Sebazungu adds that after a surgery, such as Cesarean section, endometrial cells may be displaced from uterine cavity to a surgical incision.
He notes that both retrograde menstruation and surgical scar implantation could explain why endometriosis mainly affects female in their reproductive age. Sebazungu, nevertheless, says the above hypothesis cannot explain the endometriosis in women out of reproductive age. Experts also suggest that hormonal or immune factors may promote transformation of peritoneal cells that line the inner side of your abdomen into endometrial cells. This is known as induction theory. The blood vessels or lymphatic system may also transport endometrial cells to other parts of the body.
Signs and symptoms
According to Dr Stephen Rulisa, an obstetrician gynecologist at CHUK, the cause is generally not known, but it is hypothesised to be due to retrograde flow of menstrual debris through the fallopian tube to the pelvis. One of the symptoms is general abdominal pain, especially during bowel movements.
“Whenever a woman feels much pain while urinating, during sexual intercourse , heavy blood flow in menstruation periods ( where cramping may begin before period and carry on into the period time which cause lower back and abdominal pain), there is a possibility that she is suffering from endometriosis,” says Dr Iba Mayele, an obstetrician gynecologist at Gynecology Clinic Galien, Kimironko, Kigali.
Mayele adds that, fatigue, diarrhoea, constipation, bloating, delayed parity alcohol, caffeine abuse and infertility (due to fallopian tube damage) are signs of endometriosis that should not be taken lightly.
“Endometriosis is recognised as a benign disorder, but there is an increased risk of malignant transformation especially ovarian tumors. While endometriosis is diagnosed in reproductive age, there is a higher prevalence of it among Caucasian and Asian races compared to black race. However, if there is delayed treatment, the main potential complication is impaired fertility since one-third to one-half of women with endometriosis have difficulty getting pregnant,” Mayele explains.
He adds that delayed treatment affects the bladder, uterus, fallopian tube, ovaries; causes thrive pain, delays conceiving and also damages the intestines.
Mayele says the goal of therapy in patients with endometriosis is to alleviate the pain and infertility and rule out the rare co-existence of the ovarian cancer, to relieve the pain, non steroidal anti-inflammatory like knac.
“Progestin therapies such as medroxy progesterone and GnRh induce amenorrhea and suppress endometriosis-related pain. The use of GnRh is limited to a maximum of 6-12 months,” he says.

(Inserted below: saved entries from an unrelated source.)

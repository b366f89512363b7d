// Host-side tests for the DOM contract constants.
// The main crate is wasm-only, so we include the pure-Rust modules directly.

#![allow(dead_code)]
mod constants {
    include!("../src/constants.rs");
}

use constants::*;

#[test]
fn element_ids_are_distinct() {
    let ids = [
        VIDEO_ID,
        CANVAS_ID,
        START_BUTTON_ID,
        CAPTURE_BUTTON_ID,
        RESET_BUTTON_ID,
        INSTRUCTIONS_ID,
        READOUT_ID,
    ];
    for (i, a) in ids.iter().enumerate() {
        assert!(!a.is_empty());
        for b in &ids[i + 1..] {
            assert_ne!(a, b);
        }
    }
}

#[test]
fn index_page_provides_every_element() {
    let html = include_str!("../static/index.html");
    for id in [
        VIDEO_ID,
        CANVAS_ID,
        START_BUTTON_ID,
        CAPTURE_BUTTON_ID,
        RESET_BUTTON_ID,
        INSTRUCTIONS_ID,
        READOUT_ID,
    ] {
        assert!(html.contains(&format!("id=\"{}\"", id)), "missing #{}", id);
    }
}

#[test]
fn resize_listens_for_rotation() {
    assert!(RESIZE_EVENTS.contains(&"orientationchange"));
    assert!(RESIZE_EVENTS.contains(&"resize"));
}
use crate::camera::BrowserCamera;
use crate::constants::{CAPTURE_BUTTON_ID, RESET_BUTTON_ID, RESIZE_EVENTS, START_BUTTON_ID};
use crate::dom;
use crate::frame::{self, FrameContext};
use crate::input;
use crate::overlay;
use measure_core::{CaptureOutcome, Measurer, SurfaceSize};
use std::cell::{Cell, RefCell};
use std::rc::Rc;
use wasm_bindgen::closure::Closure;
use wasm_bindgen::JsCast;
use wasm_bindgen_futures::spawn_local;
use web_sys as web;

#[derive(Clone)]
pub struct Wiring {
    pub document: web::Document,
    pub canvas: web::HtmlCanvasElement,
    pub measurer: Rc<RefCell<Measurer>>,
    pub camera: Rc<BrowserCamera>,
    pub frame_ctx: Rc<RefCell<FrameContext>>,
    pub loop_running: Rc<Cell<bool>>,
}

impl Wiring {
    fn sync(&self) {
        overlay::sync_controls(&self.document, &self.measurer.borrow());
    }
}

pub fn wire_all(w: Wiring) {
    wire_start(&w);
    wire_capture(&w);
    wire_reset(&w);
    wire_canvas_tap(&w);
    wire_resize(&w);
    w.sync();
}

fn wire_start(w: &Wiring) {
    let w = w.clone();
    let document = w.document.clone();
    dom::add_click_listener(&document, START_BUTTON_ID, move || {
        let w = w.clone();
        spawn_local(async move {
            // Disable Start while the permission prompt is up.
            dom::set_disabled(&w.document, START_BUTTON_ID, true);
            match measure_core::start(&w.measurer, w.camera.as_ref()).await {
                Ok(Some(_stream)) => {
                    frame::start_loop(w.frame_ctx.clone(), w.loop_running.clone());
                }
                Ok(None) => {}
                Err(e) => log::error!("[camera] start failed: {}", e),
            }
            w.sync();
        });
    });
}

fn wire_capture(w: &Wiring) {
    let w = w.clone();
    let document = w.document.clone();
    dom::add_click_listener(&document, CAPTURE_BUTTON_ID, move || {
        let outcome = w.measurer.borrow_mut().capture_point();
        log_outcome(&outcome);
        w.sync();
    });
}

fn wire_reset(w: &Wiring) {
    let w = w.clone();
    let document = w.document.clone();
    dom::add_click_listener(&document, RESET_BUTTON_ID, move || {
        w.measurer.borrow_mut().reset();
        w.sync();
    });
}

fn wire_canvas_tap(w: &Wiring) {
    let w = w.clone();
    let canvas = w.canvas.clone();
    let closure = Closure::wrap(Box::new(move |ev: web::PointerEvent| {
        let pos = input::pointer_canvas_px(&ev, &w.canvas);
        let outcome = w.measurer.borrow_mut().on_tap(pos);
        if outcome != CaptureOutcome::Ignored {
            ev.prevent_default();
            log_outcome(&outcome);
            w.sync();
        }
    }) as Box<dyn FnMut(_)>);
    _ = canvas.add_event_listener_with_callback("pointerdown", closure.as_ref().unchecked_ref());
    closure.forget();
}

fn wire_resize(w: &Wiring) {
    let Some(window) = web::window() else {
        return;
    };
    let w = w.clone();
    let closure = Closure::wrap(Box::new(move || {
        if let Some((width, height)) = dom::sync_canvas_to_viewport(&w.canvas) {
            w.measurer
                .borrow_mut()
                .on_resize(SurfaceSize::new(width as f64, height as f64));
        }
    }) as Box<dyn FnMut()>);
    for event in RESIZE_EVENTS {
        _ = window.add_event_listener_with_callback(event, closure.as_ref().unchecked_ref());
    }
    closure.forget();
}

fn log_outcome(outcome: &CaptureOutcome) {
    match outcome {
        CaptureOutcome::Ignored => log::debug!("[click] capture ignored"),
        CaptureOutcome::FirstPoint(p) => log::info!(
            "[click] first point ({:.0},{:.0})",
            p.position.x,
            p.position.y
        ),
        CaptureOutcome::Measured(m) => log::info!("[click] distance {:.2} m", m.meters),
    }
}
//! Two-point distance heuristic.
//!
//! The estimate is a screen-space pixel distance scaled into "meters" by a
//! constant or by a coarse tilt factor. It is not a geometric measurement and
//! makes no claim to physical accuracy.

use crate::constants::{
    DEFAULT_FIXED_FACTOR, DEFAULT_PIXELS_PER_METER, METERS_UNIT, MIN_SURFACE_WIDTH,
    TILT_BASE_FACTOR, TILT_DEGREES_PER_UNIT,
};
use crate::orientation::OrientationSample;
use glam::DVec2;

/// A captured screen position stamped with the tilt at capture time.
#[derive(Clone, Copy, Debug, PartialEq)]
pub struct CapturedPoint {
    pub position: DVec2,
    pub orientation: OrientationSample,
}

impl CapturedPoint {
    pub const fn new(position: DVec2, orientation: OrientationSample) -> Self {
        Self {
            position,
            orientation,
        }
    }
}

/// How a pixel distance becomes an estimate in meters.
#[derive(Clone, Copy, Debug, Default, PartialEq)]
pub enum ScaleModel {
    /// `pixels / width * (2 + |Δbeta| / 90)`
    #[default]
    TiltAware,
    /// `pixels / width * factor`
    FixedFactor { factor: f64 },
    /// `pixels / pixels_per_meter`, independent of the surface size.
    PixelsPerMeter { pixels_per_meter: f64 },
}

impl ScaleModel {
    pub const fn fixed() -> Self {
        Self::FixedFactor {
            factor: DEFAULT_FIXED_FACTOR,
        }
    }

    pub const fn pixels_per_meter() -> Self {
        Self::PixelsPerMeter {
            pixels_per_meter: DEFAULT_PIXELS_PER_METER,
        }
    }

    /// Short name used by configuration sources.
    pub fn name(&self) -> &'static str {
        match self {
            Self::TiltAware => "tilt",
            Self::FixedFactor { .. } => "fixed",
            Self::PixelsPerMeter { .. } => "ppm",
        }
    }
}

/// Published result of a two-point capture.
#[derive(Clone, Copy, Debug, PartialEq)]
pub struct Measurement {
    pub pixel_distance: f64,
    /// Multiplier applied to the width-normalised distance. For
    /// `PixelsPerMeter` this is `width / pixels_per_meter`.
    pub factor: f64,
    pub meters: f64,
}

impl Measurement {
    /// Meters with two decimals, e.g. `"0.04"`.
    pub fn meters_text(&self) -> String {
        format_meters(self.meters)
    }
}

#[inline]
pub fn pixel_distance(a: &CapturedPoint, b: &CapturedPoint) -> f64 {
    a.position.distance(b.position)
}

/// `2 + |Δbeta| / 90`, with a missing beta read as 0.
#[inline]
pub fn tilt_factor(a: &CapturedPoint, b: &CapturedPoint) -> f64 {
    let delta = (b.orientation.beta_or_zero() - a.orientation.beta_or_zero()).abs();
    TILT_BASE_FACTOR + delta / TILT_DEGREES_PER_UNIT
}

/// Estimate the distance between two captures on a surface `surface_width`
/// pixels wide.
pub fn estimate(
    model: ScaleModel,
    a: &CapturedPoint,
    b: &CapturedPoint,
    surface_width: f64,
) -> Measurement {
    let pixels = pixel_distance(a, b);
    let width = surface_width.max(MIN_SURFACE_WIDTH);
    let factor = match model {
        ScaleModel::TiltAware => tilt_factor(a, b),
        ScaleModel::FixedFactor { factor } => factor,
        ScaleModel::PixelsPerMeter { pixels_per_meter } => width / pixels_per_meter,
    };
    Measurement {
        pixel_distance: pixels,
        factor,
        meters: pixels / width * factor,
    }
}

#[inline]
pub fn format_meters(meters: f64) -> String {
    format!("{:.2}", meters)
}

/// Full readout with unit label, e.g. `"0.04 m"`.
#[inline]
pub fn format_readout(meters: f64) -> String {
    format!("{} {}", format_meters(meters), METERS_UNIT)
}
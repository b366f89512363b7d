use measure_core::{CameraError, CameraRequest, CameraSource};
use wasm_bindgen::{JsCast, JsValue};
use wasm_bindgen_futures::JsFuture;
use web_sys as web;

/// `getUserMedia` camera feeding a `<video>` element.
pub struct BrowserCamera {
    video: web::HtmlVideoElement,
}

impl BrowserCamera {
    pub fn new(video: web::HtmlVideoElement) -> Self {
        Self { video }
    }
}

impl CameraSource for BrowserCamera {
    type Stream = web::MediaStream;

    async fn open(&self, request: &CameraRequest) -> Result<web::MediaStream, CameraError> {
        let window = web::window().ok_or_else(|| CameraError::unavailable("no window"))?;
        let devices = window
            .navigator()
            .media_devices()
            .map_err(|e| classify(&e))?;

        let constraints = web::MediaStreamConstraints::new();
        constraints.set_audio(&JsValue::FALSE);
        constraints.set_video(&video_constraints(request)?);

        let promise = devices
            .get_user_media_with_constraints(&constraints)
            .map_err(|e| classify(&e))?;
        let stream: web::MediaStream = JsFuture::from(promise)
            .await
            .map_err(|e| classify(&e))?
            .dyn_into()
            .map_err(|_| CameraError::unavailable("getUserMedia did not return a MediaStream"))?;

        self.video.set_muted(true);
        _ = self.video.set_attribute("playsinline", "");
        self.video.set_src_object(Some(&stream));
        let playing = self.video.play().map_err(|e| classify(&e))?;
        JsFuture::from(playing).await.map_err(|e| classify(&e))?;
        log::info!(
            "[camera] playing {}x{}",
            self.video.video_width(),
            self.video.video_height()
        );
        Ok(stream)
    }
}

/// `{ facingMode, width: { ideal }, height: { ideal } }`
fn video_constraints(request: &CameraRequest) -> Result<JsValue, CameraError> {
    let facing = if request.rear_facing { "environment" } else { "user" };
    let video = js_sys::Object::new();
    let set = |target: &js_sys::Object, key: &str, value: &JsValue| {
        js_sys::Reflect::set(target, &JsValue::from_str(key), value)
            .map(|_| ())
            .map_err(|e| classify(&e))
    };
    set(&video, "facingMode", &JsValue::from_str(facing))?;
    for (key, ideal) in [("width", request.ideal_width), ("height", request.ideal_height)] {
        let dim = js_sys::Object::new();
        set(&dim, "ideal", &JsValue::from_f64(ideal as f64))?;
        set(&video, key, &dim)?;
    }
    Ok(video.into())
}

fn classify(err: &JsValue) -> CameraError {
    match err.dyn_ref::<web::DomException>() {
        Some(ex) => CameraError::from_dom_exception(&ex.name(), &ex.message()),
        None => CameraError::unavailable(format!("{:?}", err)),
    }
}
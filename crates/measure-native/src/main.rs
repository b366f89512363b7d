use anyhow::{anyhow, bail, Context};
use glam::DVec2;
use measure_core::{
    start, CameraError, CameraRequest, CameraSource, CaptureOutcome, DrawCommand, DrawList,
    Measurer, MeasurerConfig, OrientationCell, SurfaceSize,
};
use std::cell::RefCell;
use std::io::{self, BufRead, Write};

/// Camera that opens or fails according to the command line.
struct ScriptedCamera {
    deny: bool,
}

impl CameraSource for ScriptedCamera {
    type Stream = ();

    async fn open(&self, request: &CameraRequest) -> Result<(), CameraError> {
        log::debug!("[camera] scripted open {:?}", request);
        if self.deny {
            Err(CameraError::PermissionDenied)
        } else {
            Ok(())
        }
    }
}

struct Args {
    variant: Option<String>,
    capture: Option<String>,
    width: f64,
    height: f64,
    deny: bool,
}

fn parse_args() -> anyhow::Result<Args> {
    let mut args = Args {
        variant: None,
        capture: None,
        width: 1000.0,
        height: 800.0,
        deny: false,
    };
    let mut it = std::env::args().skip(1);
    while let Some(flag) = it.next() {
        let mut value = |name: &str| it.next().ok_or_else(|| anyhow!("{} needs a value", name));
        match flag.as_str() {
            "--variant" => args.variant = Some(value("--variant")?),
            "--capture" => args.capture = Some(value("--capture")?),
            "--width" => args.width = value("--width")?.parse().context("--width")?,
            "--height" => args.height = value("--height")?.parse().context("--height")?,
            "--deny" => args.deny = true,
            other => bail!("unknown argument: {}", other),
        }
    }
    Ok(args)
}

fn number(parts: &[&str], i: usize) -> anyhow::Result<f64> {
    parts
        .get(i)
        .ok_or_else(|| anyhow!("missing argument {}", i))?
        .parse()
        .with_context(|| format!("argument {} is not a number", i))
}

fn optional_number(parts: &[&str], i: usize) -> anyhow::Result<Option<f64>> {
    match parts.get(i) {
        None | Some(&"-") | Some(&"null") => Ok(None),
        Some(_) => number(parts, i).map(Some),
    }
}

fn print_status(out: &mut impl Write, m: &Measurer) -> io::Result<()> {
    writeln!(
        out,
        "{:?} | {} | Distance: {}",
        m.state(),
        m.instruction(),
        m.readout()
    )
}

fn print_draw_list(out: &mut impl Write, list: &DrawList) -> io::Result<()> {
    for cmd in &list.commands {
        match cmd {
            DrawCommand::Clear(s) => writeln!(out, "  clear {}x{}", s.width, s.height)?,
            DrawCommand::Crosshair {
                center,
                half_length,
                width,
            } => writeln!(
                out,
                "  crosshair ({:.1},{:.1}) ±{} w={}",
                center.x, center.y, half_length, width
            )?,
            DrawCommand::Marker { at, radius } => {
                writeln!(out, "  marker ({:.1},{:.1}) r={}", at.x, at.y, radius)?
            }
            DrawCommand::Line { from, to, width } => writeln!(
                out,
                "  line ({:.1},{:.1}) -> ({:.1},{:.1}) w={}",
                from.x, from.y, to.x, to.y, width
            )?,
        }
    }
    Ok(())
}

fn run_command(
    line: &str,
    measurer: &RefCell<Measurer>,
    camera: &ScriptedCamera,
    out: &mut impl Write,
) -> anyhow::Result<()> {
    let parts: Vec<&str> = line.split_whitespace().collect();
    let Some(&cmd) = parts.first() else {
        return Ok(());
    };
    match cmd {
        "start" => {
            if let Err(e) = pollster::block_on(start(measurer, camera)) {
                log::warn!("[camera] {}", e);
            }
        }
        "orient" => measurer.borrow().on_orientation_sample(
            optional_number(&parts, 1)?,
            optional_number(&parts, 2)?,
            optional_number(&parts, 3)?,
        ),
        "capture" => report(out, measurer.borrow_mut().capture_point())?,
        "tap" => {
            let at = DVec2::new(number(&parts, 1)?, number(&parts, 2)?);
            report(out, measurer.borrow_mut().on_tap(at))?;
        }
        "reset" => measurer.borrow_mut().reset(),
        "resize" => measurer
            .borrow_mut()
            .on_resize(SurfaceSize::new(number(&parts, 1)?, number(&parts, 2)?)),
        "tick" => {
            let m = measurer.borrow();
            if m.is_active() {
                let mut list = DrawList::new();
                m.render_tick(&mut list);
                print_draw_list(out, &list)?;
            } else {
                writeln!(out, "  (inactive, no frame)")?;
            }
        }
        "status" => {}
        other => bail!("unknown command: {}", other),
    }
    print_status(out, &measurer.borrow())?;
    Ok(())
}

fn report(out: &mut impl Write, outcome: CaptureOutcome) -> io::Result<()> {
    match outcome {
        CaptureOutcome::Ignored => writeln!(out, "  capture ignored"),
        CaptureOutcome::FirstPoint(p) => {
            writeln!(out, "  first point ({:.1},{:.1})", p.position.x, p.position.y)
        }
        CaptureOutcome::Measured(m) => writeln!(
            out,
            "  {:.1} px x {:.3} -> {} m",
            m.pixel_distance,
            m.factor,
            m.meters_text()
        ),
    }
}

fn main() -> anyhow::Result<()> {
    env_logger::Builder::from_env(env_logger::Env::default().default_filter_or("info")).init();
    let args = parse_args()?;
    let config = MeasurerConfig::from_names(args.variant.as_deref(), args.capture.as_deref())?;
    let measurer = RefCell::new(Measurer::new(
        config,
        OrientationCell::new(),
        SurfaceSize::new(args.width, args.height),
    ));
    let camera = ScriptedCamera { deny: args.deny };

    let stdout = io::stdout();
    let mut out = stdout.lock();
    print_status(&mut out, &measurer.borrow())?;
    for (n, line) in io::stdin().lock().lines().enumerate() {
        let line = line?;
        let line = line.trim();
        if line.is_empty() || line.starts_with('#') {
            continue;
        }
        if let Err(e) = run_command(line, &measurer, &camera, &mut out) {
            log::error!("line {}: {:#}", n + 1, e);
        }
    }
    Ok(())
}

Sebazungu says treatment of endometriosis varies from patient to patient, and depends on the presentation, that is, whether the patient has pain, mass or infertility.
“The extent of the disease and location, severity of symptoms, patient’s age, reproductive desires, medication side effects, surgical complication rates and cost of treatment, are all taken into account during treatment,” he says.
Sebazungu notes that the disease can be treated with anti inflammatory drugs (for example Ibuprofen) or/and contraceptive hormone therapy (like oral contraceptive pills normally used for family planning).
“The patient can also be operated depending on the extent of condition if the mass needs to be surgically removed. This is a chronic disease and the goal of treatment is to make the patient free of symptoms,” he explains.
Rulisa says that the treatment is usually hormonal contraception which helps line pills, but when severe, the commonest treatment is danadol.
Rulisa urges women to always go for regular medical check-ups whether sick or not as this would alert them of any illness they may be suffering from early, hence better chances of successful treatment.